** Records for this task follows **
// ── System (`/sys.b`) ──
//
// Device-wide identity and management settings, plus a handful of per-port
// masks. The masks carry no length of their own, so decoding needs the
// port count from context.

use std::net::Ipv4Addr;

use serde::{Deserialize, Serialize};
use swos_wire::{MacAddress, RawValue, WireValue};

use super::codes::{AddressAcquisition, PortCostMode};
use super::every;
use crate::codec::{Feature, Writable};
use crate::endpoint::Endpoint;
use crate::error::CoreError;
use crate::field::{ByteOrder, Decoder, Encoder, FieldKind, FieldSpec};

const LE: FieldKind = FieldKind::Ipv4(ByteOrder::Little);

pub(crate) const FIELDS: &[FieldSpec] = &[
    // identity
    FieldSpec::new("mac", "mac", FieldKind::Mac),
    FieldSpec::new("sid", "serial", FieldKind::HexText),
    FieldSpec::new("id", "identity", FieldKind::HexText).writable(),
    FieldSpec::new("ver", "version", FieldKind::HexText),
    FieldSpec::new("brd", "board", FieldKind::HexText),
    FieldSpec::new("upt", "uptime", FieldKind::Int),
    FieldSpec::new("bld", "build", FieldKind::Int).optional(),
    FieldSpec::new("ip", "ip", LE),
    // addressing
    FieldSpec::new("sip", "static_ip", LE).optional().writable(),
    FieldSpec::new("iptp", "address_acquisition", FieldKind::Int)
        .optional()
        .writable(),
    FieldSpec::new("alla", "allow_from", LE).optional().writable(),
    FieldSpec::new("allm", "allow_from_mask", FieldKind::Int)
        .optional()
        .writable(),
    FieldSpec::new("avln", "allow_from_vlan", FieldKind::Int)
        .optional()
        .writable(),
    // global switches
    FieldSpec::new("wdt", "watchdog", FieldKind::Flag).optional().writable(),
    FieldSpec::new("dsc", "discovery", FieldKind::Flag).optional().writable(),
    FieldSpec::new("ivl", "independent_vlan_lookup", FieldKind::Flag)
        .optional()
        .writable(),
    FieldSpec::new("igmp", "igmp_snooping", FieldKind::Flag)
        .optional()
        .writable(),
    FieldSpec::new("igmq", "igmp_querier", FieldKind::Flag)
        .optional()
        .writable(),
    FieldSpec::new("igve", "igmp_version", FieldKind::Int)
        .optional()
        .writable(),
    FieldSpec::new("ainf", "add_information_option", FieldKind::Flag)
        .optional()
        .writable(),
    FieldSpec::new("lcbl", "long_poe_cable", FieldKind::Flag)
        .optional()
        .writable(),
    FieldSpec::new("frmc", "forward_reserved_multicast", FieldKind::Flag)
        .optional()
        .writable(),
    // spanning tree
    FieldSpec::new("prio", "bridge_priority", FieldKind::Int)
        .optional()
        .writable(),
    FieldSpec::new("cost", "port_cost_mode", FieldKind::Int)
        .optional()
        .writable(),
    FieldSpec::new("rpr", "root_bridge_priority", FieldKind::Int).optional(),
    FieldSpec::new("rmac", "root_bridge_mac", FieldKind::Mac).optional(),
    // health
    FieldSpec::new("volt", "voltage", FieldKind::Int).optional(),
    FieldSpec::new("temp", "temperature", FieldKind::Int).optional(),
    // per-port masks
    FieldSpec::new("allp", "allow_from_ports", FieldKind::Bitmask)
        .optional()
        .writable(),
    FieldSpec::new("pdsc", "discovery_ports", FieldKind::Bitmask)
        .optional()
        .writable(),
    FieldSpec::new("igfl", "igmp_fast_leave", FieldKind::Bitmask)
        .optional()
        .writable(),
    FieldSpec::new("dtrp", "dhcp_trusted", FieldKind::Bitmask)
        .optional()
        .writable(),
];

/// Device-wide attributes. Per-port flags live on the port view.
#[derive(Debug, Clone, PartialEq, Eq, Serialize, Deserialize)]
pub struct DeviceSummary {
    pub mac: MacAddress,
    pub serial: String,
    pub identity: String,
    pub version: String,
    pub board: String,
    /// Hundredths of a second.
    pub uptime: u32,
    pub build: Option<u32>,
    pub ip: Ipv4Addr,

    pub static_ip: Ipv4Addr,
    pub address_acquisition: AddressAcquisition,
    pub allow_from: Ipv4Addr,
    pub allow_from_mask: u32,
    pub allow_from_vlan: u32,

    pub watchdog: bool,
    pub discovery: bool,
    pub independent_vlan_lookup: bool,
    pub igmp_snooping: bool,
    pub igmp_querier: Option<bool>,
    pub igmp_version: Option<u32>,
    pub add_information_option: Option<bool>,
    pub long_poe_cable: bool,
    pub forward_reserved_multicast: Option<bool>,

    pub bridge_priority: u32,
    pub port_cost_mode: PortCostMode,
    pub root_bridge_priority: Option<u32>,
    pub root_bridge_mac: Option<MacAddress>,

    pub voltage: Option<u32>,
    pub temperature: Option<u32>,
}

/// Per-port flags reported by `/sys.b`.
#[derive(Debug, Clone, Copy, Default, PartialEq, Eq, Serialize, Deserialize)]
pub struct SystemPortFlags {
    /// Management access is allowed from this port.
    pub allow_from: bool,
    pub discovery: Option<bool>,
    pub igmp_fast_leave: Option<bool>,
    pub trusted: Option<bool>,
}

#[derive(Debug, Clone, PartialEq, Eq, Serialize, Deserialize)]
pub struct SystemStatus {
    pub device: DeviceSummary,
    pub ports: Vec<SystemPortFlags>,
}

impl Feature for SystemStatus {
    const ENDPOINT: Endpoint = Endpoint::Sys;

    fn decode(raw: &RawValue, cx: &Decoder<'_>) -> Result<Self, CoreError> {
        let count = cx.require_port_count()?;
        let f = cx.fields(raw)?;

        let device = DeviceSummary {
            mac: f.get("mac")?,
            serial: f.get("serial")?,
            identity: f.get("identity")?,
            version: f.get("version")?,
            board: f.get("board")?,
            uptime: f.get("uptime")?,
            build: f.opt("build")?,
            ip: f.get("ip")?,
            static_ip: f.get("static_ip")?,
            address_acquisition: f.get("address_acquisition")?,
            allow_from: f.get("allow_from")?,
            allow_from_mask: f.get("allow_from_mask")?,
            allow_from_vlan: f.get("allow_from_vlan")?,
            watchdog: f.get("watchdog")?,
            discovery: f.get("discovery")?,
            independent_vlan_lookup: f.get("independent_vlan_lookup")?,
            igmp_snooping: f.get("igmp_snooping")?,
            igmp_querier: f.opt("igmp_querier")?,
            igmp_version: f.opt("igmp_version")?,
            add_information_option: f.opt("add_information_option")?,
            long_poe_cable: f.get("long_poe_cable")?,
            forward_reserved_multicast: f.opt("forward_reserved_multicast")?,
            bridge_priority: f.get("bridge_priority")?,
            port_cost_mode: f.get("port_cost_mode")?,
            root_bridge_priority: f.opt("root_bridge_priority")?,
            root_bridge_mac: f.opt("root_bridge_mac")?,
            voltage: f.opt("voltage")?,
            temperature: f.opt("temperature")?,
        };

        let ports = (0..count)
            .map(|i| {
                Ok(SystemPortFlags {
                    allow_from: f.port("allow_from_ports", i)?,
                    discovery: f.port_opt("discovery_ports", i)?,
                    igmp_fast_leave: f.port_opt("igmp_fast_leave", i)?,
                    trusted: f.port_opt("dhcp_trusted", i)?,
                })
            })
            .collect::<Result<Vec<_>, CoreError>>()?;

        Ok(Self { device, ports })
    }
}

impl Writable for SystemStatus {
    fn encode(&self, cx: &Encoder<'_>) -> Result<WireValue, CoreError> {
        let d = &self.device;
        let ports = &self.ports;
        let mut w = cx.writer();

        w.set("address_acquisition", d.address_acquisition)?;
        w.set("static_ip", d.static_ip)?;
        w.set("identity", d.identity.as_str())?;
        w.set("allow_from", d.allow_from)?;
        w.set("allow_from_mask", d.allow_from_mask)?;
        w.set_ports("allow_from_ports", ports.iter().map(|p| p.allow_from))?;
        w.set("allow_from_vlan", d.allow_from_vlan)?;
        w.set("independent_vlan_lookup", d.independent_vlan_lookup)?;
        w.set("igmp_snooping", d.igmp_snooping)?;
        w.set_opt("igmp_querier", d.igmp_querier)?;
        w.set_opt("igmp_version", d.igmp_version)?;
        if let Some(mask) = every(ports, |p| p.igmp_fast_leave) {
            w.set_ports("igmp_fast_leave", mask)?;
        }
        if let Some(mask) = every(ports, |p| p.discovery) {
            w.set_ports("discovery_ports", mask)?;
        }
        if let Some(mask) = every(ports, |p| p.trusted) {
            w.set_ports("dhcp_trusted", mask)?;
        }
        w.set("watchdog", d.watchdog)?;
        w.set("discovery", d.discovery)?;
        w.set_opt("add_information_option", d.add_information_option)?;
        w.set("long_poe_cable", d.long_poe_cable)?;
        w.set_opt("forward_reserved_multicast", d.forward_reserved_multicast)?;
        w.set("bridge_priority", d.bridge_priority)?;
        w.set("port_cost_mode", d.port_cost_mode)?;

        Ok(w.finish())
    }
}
** End of Records for this task **
Task brief
Please show every line of the material that contains the string "ByteOrder".

Solved problem
use crate::field::{ByteOrder, Decoder, Encoder, FieldKind, FieldSpec};
const LE: FieldKind = FieldKind::Ipv4(ByteOrder::Little);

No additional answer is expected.